Mas as drogas são diferentes entre si, como, por exemplo, a maconha e a cocaína. Não que a primeira seja inofensiva, como é comum ouvir-se. Nenhuma droga é inofensiva e existem estudos que provam os efeitos deletérios de seu abuso na memória, na motivação, nos mecanismos psicomotores, na vida sexual, etc. E os que dizem que fumá-la não causa danos ao aparelho respiratório se esquecem de que isso se deve a que a maioria dos que a fumam, ao contrário dos fumantes de tabaco, só o faz poucas vezes por dia. Inalar fumaça nunca fez bem a ninguém e a maconha tem tantos "alcatrões" quanto o tabaco. Mas enfiá-la no mesmo saco que a cocaína e fazê-la objeto do mesmo combate é como dar o mesmo remédio para doenças diferentes, agravando uma delas. O tráfico de drogas perderia muito poder com uma possível e, para mim acertada, legalização regulada e fiscalizada da maconha. E os impostos sobre ela poderiam ser maiores que os incidentes sobre álcool e tabaco, assim como os enormes recursos hoje empregados para combater seu tráfico seriam poupados, ou empregados de forma bem mais compensadora.
Alega-se que a circunstância de o álcool, o tabaco e as drogas de farmácia serem legalizados não significa que precisamos de outra droga legalizada. Também verdade, não precisamos, mas ela é uma realidade inelutável. Não se trata de reconhecer uma necessidade, trata-se de enfrentar um problema da maneira mais eficaz. A maconha está aí e não vai embora. Se se deseja combatê-la, deve-se pensar no mesmo tipo de combate que se faz ao álcool e ao tabaco, talvez submetendo-a a restrições ainda maiores que as dos dois, mas não a empurrando para o tráfico. O que se faz hoje é gastar somas cada vez mais vultosas com algo que podia custar muitíssimo menos, em dinheiro e mesmo vidas, e ser pelo menos razoavelmente bem administrado.
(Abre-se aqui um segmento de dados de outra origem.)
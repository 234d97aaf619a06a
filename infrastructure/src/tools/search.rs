//! Web search tool: web_search

use deepdesk_domain::tool::{
    entities::{ToolCall, ToolDefinition, ToolParameter},
    value_objects::ToolResult,
};

/// Tool name constant
pub const WEB_SEARCH: &str = "web_search";

/// Get the tool definition for web_search
pub fn web_search_definition() -> ToolDefinition {
    ToolDefinition::new(
        WEB_SEARCH,
        "Search the web for current information about a topic",
    )
    .with_parameter(ToolParameter::new(
        "query",
        "The search query to look up",
        true,
    ))
}

/// Execute the web_search tool
///
/// Returns canned results. A live deployment would route this through a
/// search backend; the declaration and invocation plumbing is identical.
pub fn execute_web_search(call: &ToolCall) -> ToolResult {
    let query = call.get_string("query").unwrap_or_default();

    ToolResult::success(
        WEB_SEARCH,
        format!(
            "Search results for '{}': Latest information shows this is a trending topic with multiple recent developments in the field.",
            query
        ),
    )
}

#[cfg(test)]
mod tests {
    use super::*;

    #[test]
    fn test_web_search_definition() {
        let def = web_search_definition();

        assert_eq!(def.name, "web_search");
        assert_eq!(def.parameters.len(), 1);
        assert_eq!(def.parameters[0].name, "query");
        assert!(def.parameters[0].required);
    }

    #[test]
    fn test_web_search_embeds_query() {
        let call = ToolCall::new(WEB_SEARCH).with_arg("query", "rust async runtimes");
        let result = execute_web_search(&call);

        assert!(result.is_success());
        assert_eq!(
            result.output().unwrap(),
            "Search results for 'rust async runtimes': Latest information shows this is a trending topic with multiple recent developments in the field."
        );
    }

    #[test]
    fn test_web_search_missing_query_defaults_empty() {
        let call = ToolCall::new(WEB_SEARCH);
        let result = execute_web_search(&call);

        assert!(result.is_success());
        assert!(result.output().unwrap().starts_with("Search results for '':"));
    }
}
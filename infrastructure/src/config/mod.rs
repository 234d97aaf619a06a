//! Configuration loading for deepdesk
//!
//! This module handles file I/O and merging of configuration from multiple
//! sources. The priority order (highest to lowest):
//!
//! 1. `GOOGLE_CLOUD_PROJECT` / `GOOGLE_CLOUD_LOCATION` environment variables
//! 2. `--config <path>` specified file
//! 3. Project root: `./deepdesk.toml` or `./.deepdesk.toml`
//! 4. XDG config: `$XDG_CONFIG_HOME/deepdesk/config.toml`
//! 5. Default values

mod file_config;
mod loader;

pub use file_config::{
    FileAgentConfig, FileAnalysisConfig, FileConfig, FileLoggingConfig, FileReplConfig,
    FileResearchConfig, FileRuntimeConfig,
};
pub use loader::ConfigLoader;
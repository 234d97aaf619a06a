//! Research and analysis defaults from TOML (`[research]` / `[analysis]` sections)

use deepdesk_domain::{AnalysisFocus, DomainError, ResearchDepth};
use serde::{Deserialize, Serialize};

/// Raw research defaults from TOML
///
/// # Example
///
/// ```toml
/// [research]
/// depth = "comprehensive"        # "quick", "comprehensive", "deep"
/// ```
#[derive(Debug, Clone, Default, Serialize, Deserialize)]
#[serde(default)]
pub struct FileResearchConfig {
    /// Default research depth when none is given
    pub depth: Option<String>,
}

impl FileResearchConfig {
    /// Parse the depth string, rejecting unknown values.
    pub fn parse_depth(&self) -> Result<Option<ResearchDepth>, DomainError> {
        self.depth.as_deref().map(str::parse).transpose()
    }
}

/// Raw analysis defaults from TOML
///
/// # Example
///
/// ```toml
/// [analysis]
/// focus = "comprehensive"        # "comprehensive", "technical", "business"
/// ```
#[derive(Debug, Clone, Default, Serialize, Deserialize)]
#[serde(default)]
pub struct FileAnalysisConfig {
    /// Default analysis focus when none is given
    pub focus: Option<String>,
}

impl FileAnalysisConfig {
    /// Parse the focus string, rejecting unknown values.
    pub fn parse_focus(&self) -> Result<Option<AnalysisFocus>, DomainError> {
        self.focus.as_deref().map(str::parse).transpose()
    }
}
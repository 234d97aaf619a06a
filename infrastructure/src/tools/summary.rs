//! Summary generation tool: generate_summary

use deepdesk_domain::tool::{
    entities::{ToolCall, ToolDefinition, ToolParameter},
    value_objects::ToolResult,
};

/// Tool name constant
pub const GENERATE_SUMMARY: &str = "generate_summary";

/// Get the tool definition for generate_summary
pub fn generate_summary_definition() -> ToolDefinition {
    ToolDefinition::new(
        GENERATE_SUMMARY,
        "Generate a concise summary of content with optional bullet points",
    )
    .with_parameter(ToolParameter::new(
        "content",
        "The content to summarize",
        true,
    ))
    .with_parameter(
        ToolParameter::new(
            "bullet_points",
            "Whether to use bullet points format",
            false,
        )
        .with_type("boolean"),
    )
}

/// Execute the generate_summary tool
///
/// bullet_points defaults to true when absent or not a boolean.
pub fn execute_generate_summary(call: &ToolCall) -> ToolResult {
    let content = call.get_string("content").unwrap_or_default();
    let bullet_points = call.get_bool("bullet_points").unwrap_or(true);

    let output = if bullet_points {
        format!(
            "Summary of {} characters:\n\u{2022} Key point 1: Main concept\n\u{2022} Key point 2: Important details\n\u{2022} Key point 3: Future implications",
            content.chars().count()
        )
    } else {
        "Summary: The content discusses important developments in the field, highlighting key innovations and their potential impact.".to_string()
    };

    ToolResult::success(GENERATE_SUMMARY, output)
}

#[cfg(test)]
mod tests {
    use super::*;

    #[test]
    fn test_generate_summary_definition() {
        let def = generate_summary_definition();

        assert_eq!(def.name, "generate_summary");
        assert_eq!(def.parameters[1].param_type, "boolean");
    }

    #[test]
    fn test_generate_summary_bullets_by_default() {
        let call = ToolCall::new(GENERATE_SUMMARY).with_arg("content", "0123456789");
        let result = execute_generate_summary(&call);

        let output = result.output().unwrap();
        assert!(output.starts_with("Summary of 10 characters:"));
        assert_eq!(output.matches('\u{2022}').count(), 3);
    }

    #[test]
    fn test_generate_summary_prose_form() {
        let call = ToolCall::new(GENERATE_SUMMARY)
            .with_arg("content", "0123456789")
            .with_arg("bullet_points", false);
        let result = execute_generate_summary(&call);

        assert_eq!(
            result.output().unwrap(),
            "Summary: The content discusses important developments in the field, highlighting key innovations and their potential impact."
        );
    }
}
//! Progress reporting during dispatch

pub mod reporter;

pub use reporter::{ProgressReporter, SimpleProgress};
//! Agent session domain.
//!
//! - [`entities::SessionId`]: identity of an ephemeral agent session
//! - [`stream::StreamEvent`]: events in a streamed agent response

pub mod entities;
pub mod stream;
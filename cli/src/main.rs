//! CLI entrypoint for deepdesk
//!
//! This is the main binary that wires together all layers using
//! dependency injection.

use anyhow::{Context, Result};
use clap::Parser;
use deepdesk_application::ports::exchange_logger::ExchangeLogger;
use deepdesk_application::{
    AnalyzeDocumentInput, AnalyzeDocumentUseCase, ResearchTopicInput, ResearchTopicUseCase,
    TeamResearchInput, TeamResearchUseCase,
};
use deepdesk_domain::{AnalysisFocus, Model, ResearchDepth};
use deepdesk_infrastructure::{
    research_tool_spec, ConfigLoader, JsonlExchangeLogger, VertexAgentGateway, VertexGatewayConfig,
};
use deepdesk_presentation::{Cli, ConsoleFormatter, OutputFormat, ProgressReporter, ResearchRepl};
use std::path::PathBuf;
use std::sync::Arc;
use tracing::info;
use tracing_subscriber::EnvFilter;

#[tokio::main]
async fn main() -> Result<()> {
    let cli = Cli::parse();

    // Initialize logging based on verbosity level
    let filter = match cli.verbose {
        0 => EnvFilter::new("warn"),
        1 => EnvFilter::new("info"),
        2 => EnvFilter::new("debug"),
        _ => EnvFilter::new("trace"), // -vvv or more
    };

    tracing_subscriber::fmt()
        .with_env_filter(filter)
        .with_target(false)
        .init();

    if cli.show_config {
        ConfigLoader::print_config_sources();
        return Ok(());
    }

    // Load configuration
    let config = if cli.no_config {
        ConfigLoader::load_defaults()
    } else {
        ConfigLoader::load(cli.config.as_ref()).context("Failed to load configuration")?
    };

    info!("Starting deepdesk");

    // Flags win over config, config over defaults
    let model = match &cli.model {
        Some(name) => Model::from(name.as_str()),
        None => config.agent.parse_model().unwrap_or_default(),
    };

    let depth = match &cli.depth {
        Some(value) => value
            .parse::<ResearchDepth>()
            .context("Invalid --depth value")?,
        None => config
            .research
            .parse_depth()
            .context("Invalid research.depth in configuration")?
            .unwrap_or_default(),
    };

    let focus = match &cli.focus {
        Some(value) => value
            .parse::<AnalysisFocus>()
            .context("Invalid --focus value")?,
        None => config
            .analysis
            .parse_focus()
            .context("Invalid analysis.focus in configuration")?
            .unwrap_or_default(),
    };

    // === Dependency Injection ===
    // Create the infrastructure adapter (Vertex AI gateway)
    let profile = config.agent.research_profile(model.clone());
    let gateway = Arc::new(VertexAgentGateway::new(
        VertexGatewayConfig::from(&config.runtime),
        profile,
        research_tool_spec(),
    ));

    let exchange_logger = config
        .logging
        .exchange_log
        .as_ref()
        .and_then(JsonlExchangeLogger::new)
        .map(|logger| Arc::new(logger) as Arc<dyn ExchangeLogger>);

    // Interactive shell when requested or when no input is given
    let input_text = match (cli.chat, cli.input) {
        (true, _) | (false, None) => {
            let mut repl = ResearchRepl::new(gateway)
                .with_depth(depth)
                .with_focus(focus)
                .with_progress(config.repl.show_progress && !cli.quiet)
                .with_history_file(config.repl.history_file.as_ref().map(PathBuf::from));

            if let Some(logger) = exchange_logger {
                repl = repl.with_exchange_logger(logger);
            }

            repl.run().await?;
            return Ok(());
        }
        (false, Some(text)) => text,
    };

    // Print header
    if !cli.quiet {
        println!();
        println!("+============================================================+");
        println!("|               deepdesk - Research Assistant                |");
        println!("+============================================================+");
        println!();
        if !cli.analyze {
            println!("Topic: {}", input_text);
        }
        println!("Model: {}", model);
        println!();
    }

    // One-shot modes
    if cli.team {
        let use_case = match exchange_logger {
            Some(logger) => TeamResearchUseCase::new(gateway).with_exchange_logger(logger),
            None => TeamResearchUseCase::new(gateway),
        };

        let input = TeamResearchInput::new(input_text);
        let report = if cli.quiet {
            use_case.execute(input).await
        } else {
            let progress = ProgressReporter::new();
            use_case.execute_with_progress(input, &progress).await
        };

        let output = match cli.output {
            OutputFormat::Full => ConsoleFormatter::format_team(&report),
            OutputFormat::Body => report.synthesis.clone(),
            OutputFormat::Json => ConsoleFormatter::format_json(&report),
        };
        println!("{}", output);
    } else if cli.analyze {
        let use_case = match exchange_logger {
            Some(logger) => AnalyzeDocumentUseCase::new(gateway).with_exchange_logger(logger),
            None => AnalyzeDocumentUseCase::new(gateway),
        };

        let input = AnalyzeDocumentInput::new(input_text).with_focus(focus);
        let report = if cli.quiet {
            use_case.execute(input).await
        } else {
            let progress = ProgressReporter::new();
            use_case.execute_with_progress(input, &progress).await
        };

        let output = match cli.output {
            OutputFormat::Full => ConsoleFormatter::format_analysis(&report),
            OutputFormat::Body => report.body.clone(),
            OutputFormat::Json => ConsoleFormatter::format_json(&report),
        };
        println!("{}", output);
    } else {
        let use_case = match exchange_logger {
            Some(logger) => ResearchTopicUseCase::new(gateway).with_exchange_logger(logger),
            None => ResearchTopicUseCase::new(gateway),
        };

        let input = ResearchTopicInput::new(input_text).with_depth(depth);
        let report = if cli.quiet {
            use_case.execute(input).await
        } else {
            let progress = ProgressReporter::new();
            use_case.execute_with_progress(input, &progress).await
        };

        let output = match cli.output {
            OutputFormat::Full => ConsoleFormatter::format_research(&report),
            OutputFormat::Body => report.body.clone(),
            OutputFormat::Json => ConsoleFormatter::format_json(&report),
        };
        println!("{}", output);
    }

    Ok(())
}
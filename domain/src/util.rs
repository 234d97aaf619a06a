//! Shared utility functions.

/// Clip a string to at most `max_chars` characters.
///
/// Returns a sub-slice of the original string. If the string has fewer
/// than `max_chars` characters, the entire string is returned unchanged.
/// Counting is by `char`, so multi-byte text is never split mid-character.
pub fn clip_chars(s: &str, max_chars: usize) -> &str {
    match s.char_indices().nth(max_chars) {
        Some((byte_idx, _)) => &s[..byte_idx],
        None => s,
    }
}
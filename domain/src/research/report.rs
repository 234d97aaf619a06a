//! Report entities produced by research and analysis dispatches

use crate::core::model::Model;
use crate::prompt::specialist::SpecialistRole;
use crate::research::depth::ResearchDepth;
use crate::research::focus::AnalysisFocus;
use serde::Serialize;

/// The outcome of a research dispatch (Entity)
///
/// The body is whatever the agent produced. When the dispatch failed,
/// the body carries the failure notice instead; callers never see an
/// error for a research run.
#[derive(Debug, Clone, Serialize)]
pub struct ResearchReport {
    pub topic: String,
    pub depth: ResearchDepth,
    pub model: Model,
    pub body: String,
}

impl ResearchReport {
    pub fn new(
        topic: impl Into<String>,
        depth: ResearchDepth,
        model: Model,
        body: impl Into<String>,
    ) -> Self {
        Self {
            topic: topic.into(),
            depth,
            model,
            body: body.into(),
        }
    }
}

/// The outcome of a document analysis dispatch (Entity)
#[derive(Debug, Clone, Serialize)]
pub struct AnalysisReport {
    pub focus: AnalysisFocus,
    /// Character count of the original content, before any clipping
    pub content_chars: usize,
    pub model: Model,
    pub body: String,
}

impl AnalysisReport {
    pub fn new(
        focus: AnalysisFocus,
        content_chars: usize,
        model: Model,
        body: impl Into<String>,
    ) -> Self {
        Self {
            focus,
            content_chars,
            model,
            body: body.into(),
        }
    }
}

/// One specialist's contribution to a team research run
#[derive(Debug, Clone, Serialize)]
pub struct TeamSection {
    pub role: SpecialistRole,
    pub body: String,
}

impl TeamSection {
    pub fn new(role: SpecialistRole, body: impl Into<String>) -> Self {
        Self {
            role,
            body: body.into(),
        }
    }
}

/// The outcome of a team research dispatch (Entity)
///
/// Specialist sections are collected in dispatch order and then merged
/// by a synthesis pass. A failed specialist contributes its failure
/// notice as a section body like any other result.
#[derive(Debug, Clone, Serialize)]
pub struct TeamReport {
    pub topic: String,
    pub model: Model,
    pub sections: Vec<TeamSection>,
    pub synthesis: String,
}

impl TeamReport {
    pub fn new(
        topic: impl Into<String>,
        model: Model,
        sections: Vec<TeamSection>,
        synthesis: impl Into<String>,
    ) -> Self {
        Self {
            topic: topic.into(),
            model,
            sections,
            synthesis: synthesis.into(),
        }
    }
}

#[cfg(test)]
mod tests {
    use super::*;

    #[test]
    fn test_research_report_serializes_depth_lowercase() {
        let report = ResearchReport::new(
            "rust async",
            ResearchDepth::Deep,
            Model::default(),
            "findings",
        );
        let json = serde_json::to_value(&report).unwrap();
        assert_eq!(json["depth"], "deep");
        assert_eq!(json["model"], "gemini-2.0-flash-exp");
    }

    #[test]
    fn test_analysis_report_keeps_original_char_count() {
        let report = AnalysisReport::new(AnalysisFocus::Technical, 5000, Model::default(), "body");
        assert_eq!(report.content_chars, 5000);
    }

    #[test]
    fn test_team_report_preserves_section_order() {
        let report = TeamReport::new(
            "quantum computing",
            Model::default(),
            vec![
                TeamSection::new(SpecialistRole::Technical, "tech findings"),
                TeamSection::new(SpecialistRole::Business, "biz findings"),
            ],
            "merged view",
        );
        assert_eq!(report.sections[0].role, SpecialistRole::Technical);
        assert_eq!(report.sections[1].role, SpecialistRole::Business);
    }
}
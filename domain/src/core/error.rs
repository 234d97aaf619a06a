//! Domain error types

use thiserror::Error;

/// Domain-level errors
#[derive(Error, Debug)]
pub enum DomainError {
    #[error("Unknown research depth: {0}")]
    UnknownDepth(String),

    #[error("Unknown analysis focus: {0}")]
    UnknownFocus(String),
}
//! Streaming events for agent session communication.
//!
//! [`StreamEvent`] represents individual events in a streamed agent
//! response, enabling incremental consumption of model output as it is
//! generated.

/// An event in a streamed agent response.
///
/// Used to bridge infrastructure-level streaming (e.g., SSE chunks from
/// the Vertex AI endpoint) to the application layer. A well-formed stream
/// is zero or more `Fragment`s followed by at most one terminal event.
#[derive(Debug, Clone, PartialEq, Eq)]
pub enum StreamEvent {
    /// A text chunk of the response, in arrival order.
    Fragment(String),
    /// The complete response text (signals stream end).
    Completed(String),
    /// An error that occurred during streaming (signals stream end).
    Error(String),
}

impl StreamEvent {
    /// Returns the text content if this is a Fragment or Completed event.
    pub fn text(&self) -> Option<&str> {
        match self {
            StreamEvent::Fragment(s) | StreamEvent::Completed(s) => Some(s),
            StreamEvent::Error(_) => None,
        }
    }

    /// Returns true if this event signals the end of the stream.
    pub fn is_terminal(&self) -> bool {
        matches!(self, StreamEvent::Completed(_) | StreamEvent::Error(_))
    }
}
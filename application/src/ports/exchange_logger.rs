//! Port for structured exchange logging.
//!
//! Defines the [`ExchangeLogger`] trait for recording agent exchanges
//! (dispatched prompts and the reports that came back) to a structured log.
//!
//! This is separate from `tracing`-based operation logs: tracing handles
//! human-readable diagnostic messages, while this port captures the full
//! exchange transcript in a machine-readable format (JSONL).

use serde_json::Value;

/// A structured exchange event for logging.
///
/// Each event has a type string and a JSON payload containing
/// event-specific fields.
pub struct ExchangeEvent {
    /// Event type identifier (e.g., "research_report", "team_report").
    pub event_type: &'static str,
    /// JSON payload with event-specific data.
    pub payload: Value,
}

impl ExchangeEvent {
    /// Create a new exchange event.
    pub fn new(event_type: &'static str, payload: Value) -> Self {
        Self {
            event_type,
            payload,
        }
    }
}

/// Port for logging exchange events to a structured log.
///
/// Implementations write each event as a single record (e.g., one JSONL
/// line). The `log` method is synchronous and non-fallible; implementations
/// swallow their own I/O failures.
pub trait ExchangeLogger: Send + Sync {
    /// Record an exchange event.
    fn log(&self, event: ExchangeEvent);
}

/// No-op implementation for tests and when logging is disabled.
pub struct NoExchangeLogger;

impl ExchangeLogger for NoExchangeLogger {
    fn log(&self, _event: ExchangeEvent) {}
}
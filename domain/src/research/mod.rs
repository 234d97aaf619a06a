//! Research domain.
//!
//! - [`depth::ResearchDepth`]: how thorough a research pass should be
//! - [`focus::AnalysisFocus`]: the lens for document analysis
//! - [`report::ResearchReport`] and friends: dispatch results

pub mod depth;
pub mod focus;
pub mod report;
A cocaína também não vai embora. Quem acha que o combate à cocaína será um dia vencido, com a (inviabilíssima) erradicação das plantações de coca ou com preços excessivamente altos, causados pela repressão, não leva em conta que se trata de um composto químico sintetizado há muitos anos. O laboratório precisa ser bem equipado, mas um químico bom de sintetização ou sabe ou pode espiar na internet como é que se produz cocaína. Assim que o preço começasse a compensar, é óbvio que surgiriam profissionais e capitais interessados, pois sempre há interessados em fornecer o que é bem pago.
Mas cocaína, droga pesada capaz até de matar mais ou menos instantaneamente, não é de fato maconha e sua legalização resultaria bastante complicada. Contudo, não deixa de ser caso a pensar a possibilidade de que, através de um planejamento complexo, envolvendo receitas médicas controladas, farmácias habilitadas, monitoração por uma base de dados informatizada e outras salvaguardas, ela venha a ser comerciada e consumida legalmente, como já foi. Claro, logo apareceriam compradores de receitas e médicos inescrupulosos que as venderiam. Certamente, e até mais que isso, mas aí é a mesma coisa que em relação ao consumo de drogas: não tem jeito, o ser humano não falha.